## Exercise requirements:
Once the line with "reverts, newest last." is found in the data, output it and each following line exactly, up to and including the line with "pub fn config(&self)", and nothing before or after.

## Records shown:
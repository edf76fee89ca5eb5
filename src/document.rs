mod batch;
mod change;
mod history;

use std::ops::Range as IndexRange;

pub use batch::Batch;
pub use change::{Change, Subscription};
pub use history::History;
use log::{debug, trace};
use serde::{Deserialize, Serialize};

use crate::{
    config::DocumentConfig,
    delta::{Delta, transform_deltas},
    errors::ModelError,
    model::{GRAVEYARD_ROOT_NAME, Model},
    operation::Operation,
};

type Listener = Box<dyn FnMut(&Change, &Model)>;

/// The single source of truth of an editing session: the tree, its version
/// and the history of applied deltas.
///
/// The tree only changes through `apply_operation` and `apply_delta`. After
/// each applied operation every subscriber is called, in subscription order,
/// with the change and the updated tree.
pub struct Document {
    config: DocumentConfig,
    model: Model,
    version: u64,
    history: History,
    listeners: Vec<(Subscription, Listener)>,
    next_subscription: u64,
    /// History indices of the deltas each undo step reverts, newest last.
    undo_stack: Vec<IndexRange<usize>>,
    redo_stack: Vec<IndexRange<usize>>,
}

impl std::fmt::Debug for Document {
    fn fmt(&self, f: &mut std::fmt::Formatter<'_>) -> std::fmt::Result {
        f.debug_struct("Document")
            .field("version", &self.version)
            .field("model", &self.model)
            .field("history", &self.history.len())
            .field("listeners", &self.listeners.len())
            .finish_non_exhaustive()
    }
}

#[derive(Serialize, Deserialize)]
struct Snapshot {
    version: u64,
    model: Model,
}

#[derive(Debug, Clone, Copy, PartialEq, Eq)]
enum Origin {
    Undo,
    Redo,
}

impl Default for Document {
    fn default() -> Self { Self::new(DocumentConfig::default()) }
}

impl Drop for Document {
    fn drop(&mut self) { self.drop_listeners(); }
}

impl Document {
    pub fn new(config: DocumentConfig) -> Self {
        let model = Model::new(
            config.default_root_name.clone(),
            config.default_root_element.clone(),
        );

        Self::from_parts(config, model, 0)
    }

    fn from_parts(config: DocumentConfig, model: Model, version: u64) -> Self {
        Self {
            config,
            model,
            version,
            history: History::default(),
            listeners: Vec::new(),
            next_subscription: 0,
            undo_stack: Vec::new(),
            redo_stack: Vec::new(),
        }
    }

    pub fn config(&self) -> &DocumentConfig { &self.config }

    pub fn model(&self) -> &Model { &self.model }

    pub fn version(&self) -> u64 { self.version }

    pub fn history(&self) -> &History { &self.history }

    pub fn create_root(
        &mut self,
        name: impl Into<String>,
        element_name: impl Into<String>,
    ) -> Result<(), ModelError> {
        self.model.create_root(name, element_name)
    }

    /// Entry point for editing commands: builds deltas against the current
    /// version and applies them right away.
    pub fn batch(&mut self) -> Batch<'_> { Batch::new(self) }

    pub fn apply_operation(&mut self, operation: Operation) -> Result<(), ModelError> {
        self.apply_delta(Delta::from_operation(operation))
    }

    /// Applies every operation of the delta or none of them.
    pub fn apply_delta(&mut self, delta: Delta) -> Result<(), ModelError> { self.apply_deltas(vec![delta]) }

    /// Applies the deltas one after the other, all of them or none. They are
    /// undone together.
    pub fn apply_deltas(&mut self, deltas: Vec<Delta>) -> Result<(), ModelError> {
        let step = self.commit(deltas)?;
        self.redo_stack.clear();
        self.push_undo(step);

        Ok(())
    }

    pub fn subscribe(&mut self, listener: impl FnMut(&Change, &Model) + 'static) -> Subscription {
        let subscription = Subscription::new(self.next_subscription);
        self.next_subscription += 1;
        self.listeners.push((subscription.clone(), Box::new(listener)));

        subscription
    }

    /// Returns whether the subscription was still active.
    pub fn unsubscribe(&mut self, subscription: &Subscription) -> bool {
        let Some(index) = self.listeners.iter().position(|(existing, _)| existing == subscription) else {
            return false;
        };

        let (removed, _) = self.listeners.remove(index);
        removed.deactivate();
        true
    }

    pub fn can_undo(&self) -> bool { !self.undo_stack.is_empty() }

    pub fn can_redo(&self) -> bool { !self.redo_stack.is_empty() }

    /// Reverts the latest delta that was not undone yet, transformed over
    /// everything applied after it. Returns `false` if there was nothing to
    /// undo.
    pub fn undo(&mut self) -> Result<bool, ModelError> {
        let Some(step) = self.undo_stack.pop() else {
            return Ok(false);
        };

        debug!("Undoing history entries {step:?}");
        if let Err(error) = self.revert(step.clone(), Origin::Undo) {
            self.undo_stack.push(step);
            return Err(error);
        }

        Ok(true)
    }

    /// Reverts the latest undo. Returns `false` if there was nothing to redo.
    pub fn redo(&mut self) -> Result<bool, ModelError> {
        let Some(step) = self.redo_stack.pop() else {
            return Ok(false);
        };

        debug!("Redoing history entries {step:?}");
        if let Err(error) = self.revert(step.clone(), Origin::Redo) {
            self.redo_stack.push(step);
            return Err(error);
        }

        Ok(true)
    }

    pub fn to_json(&self) -> Result<String, ModelError> {
        Ok(serde_json::to_string(&Snapshot {
            version: self.version,
            model: self.model.clone(),
        })?)
    }

    /// Restores a snapshot written by `to_json`. History starts out empty.
    pub fn from_json(json: &str, config: DocumentConfig) -> Result<Self, ModelError> {
        let Snapshot { version, model } = serde_json::from_str(json)?;
        if !model.has_root(GRAVEYARD_ROOT_NAME) || !model.has_root(model.default_root_name()) {
            return Err(ModelError::InvalidArgument(
                "snapshot is missing the graveyard or the default root".to_owned(),
            ));
        }

        Ok(Self::from_parts(config, model, version))
    }

    /// Drops every subscription, detaching all live ranges and selections.
    pub fn destroy(&mut self) {
        debug!("Destroying document, dropping {} listener(s)", self.listeners.len());
        self.drop_listeners();
    }

    fn drop_listeners(&mut self) {
        for (subscription, _) in self.listeners.drain(..) {
            subscription.deactivate();
        }
    }

    /// Nothing is applied unless the whole step can be reverted.
    fn revert(&mut self, step: IndexRange<usize>, origin: Origin) -> Result<(), ModelError> {
        let mut reverting: Vec<Delta> = Vec::new();

        for index in step.rev() {
            let Some(delta) = self.history.get(index) else {
                return Err(ModelError::LostInvariant(format!(
                    "history entry {index} is missing"
                )));
            };

            // Transformed over everything after it, including what this step
            // reverts before it.
            let later = self
                .history
                .after(index)
                .iter()
                .chain(&reverting)
                .cloned()
                .collect::<Vec<_>>();
            let (transformed, _) = transform_deltas(&[delta.reversed()], &later, true);
            reverting.extend(transformed);
        }

        let reverted = self.commit(reverting)?;
        match origin {
            Origin::Undo => self.redo_stack.push(reverted),
            Origin::Redo => self.push_undo(reverted),
        }

        Ok(())
    }

    /// Applies the deltas one after the other and returns the history
    /// indices they got. Fails without touching anything if any of them
    /// would fail.
    fn commit(&mut self, deltas: Vec<Delta>) -> Result<IndexRange<usize>, ModelError> {
        self.check(&deltas)?;

        let first = self.history.len();
        for delta in deltas {
            self.execute(&delta)?;
            self.history.push(delta);
        }

        Ok(first..self.history.len())
    }

    fn push_undo(&mut self, step: IndexRange<usize>) {
        if step.is_empty() || self.config.undo_depth == 0 {
            return;
        }

        self.undo_stack.push(step);
        if self.undo_stack.len() > self.config.undo_depth {
            self.undo_stack.remove(0);
        }
    }

    /// Validates the deltas against the current version and, on a scratch
    /// copy, against the tree.
    fn check(&self, deltas: &[Delta]) -> Result<(), ModelError> {
        let mut scratch = self.model.clone();
        let mut version = self.version;

        for delta in deltas {
            if delta.operations().is_empty() {
                return Err(ModelError::InvalidArgument("empty delta".to_owned()));
            }

            for operation in delta.operations() {
                if operation.base_version != version {
                    return Err(ModelError::VersionMismatch {
                        document_version: version,
                        operation_version: operation.base_version,
                    });
                }

                operation.apply(&mut scratch)?;
                version += 1;
            }
        }

        Ok(())
    }

    fn execute(&mut self, delta: &Delta) -> Result<(), ModelError> {
        for operation in delta.operations() {
            operation.apply(&mut self.model).map_err(|error| {
                ModelError::LostInvariant(format!(
                    "{} failed after validation: {error}",
                    operation.type_name()
                ))
            })?;
            self.version += 1;

            if operation.is_no_operation() {
                continue;
            }

            self.notify(&Change {
                operation: operation.clone(),
                delta_kind: delta.kind(),
                version: self.version,
            });
        }

        debug!(
            "Applied {} delta, document is at version {}",
            delta.kind(),
            self.version
        );
        Ok(())
    }

    fn notify(&mut self, change: &Change) {
        trace!(
            "Notifying {} listener(s) of {} at version {}",
            self.listeners.len(),
            change.kind(),
            change.version
        );

        for (_, listener) in &mut self.listeners {
            listener(change, &self.model);
        }
    }
}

## Output for this exercise:
    /// History indices of the deltas each undo step reverts, newest last.
    undo_stack: Vec<IndexRange<usize>>,
    redo_stack: Vec<IndexRange<usize>>,
}

impl std::fmt::Debug for Document {
    fn fmt(&self, f: &mut std::fmt::Formatter<'_>) -> std::fmt::Result {
        f.debug_struct("Document")
            .field("version", &self.version)
            .field("model", &self.model)
            .field("history", &self.history.len())
            .field("listeners", &self.listeners.len())
            .finish_non_exhaustive()
    }
}

#[derive(Serialize, Deserialize)]
struct Snapshot {
    version: u64,
    model: Model,
}

#[derive(Debug, Clone, Copy, PartialEq, Eq)]
enum Origin {
    Undo,
    Redo,
}

impl Default for Document {
    fn default() -> Self { Self::new(DocumentConfig::default()) }
}

impl Drop for Document {
    fn drop(&mut self) { self.drop_listeners(); }
}

impl Document {
    pub fn new(config: DocumentConfig) -> Self {
        let model = Model::new(
            config.default_root_name.clone(),
            config.default_root_element.clone(),
        );

        Self::from_parts(config, model, 0)
    }

    fn from_parts(config: DocumentConfig, model: Model, version: u64) -> Self {
        Self {
            config,
            model,
            version,
            history: History::default(),
            listeners: Vec::new(),
            next_subscription: 0,
            undo_stack: Vec::new(),
            redo_stack: Vec::new(),
        }
    }

    pub fn config(&self) -> &DocumentConfig { &self.config }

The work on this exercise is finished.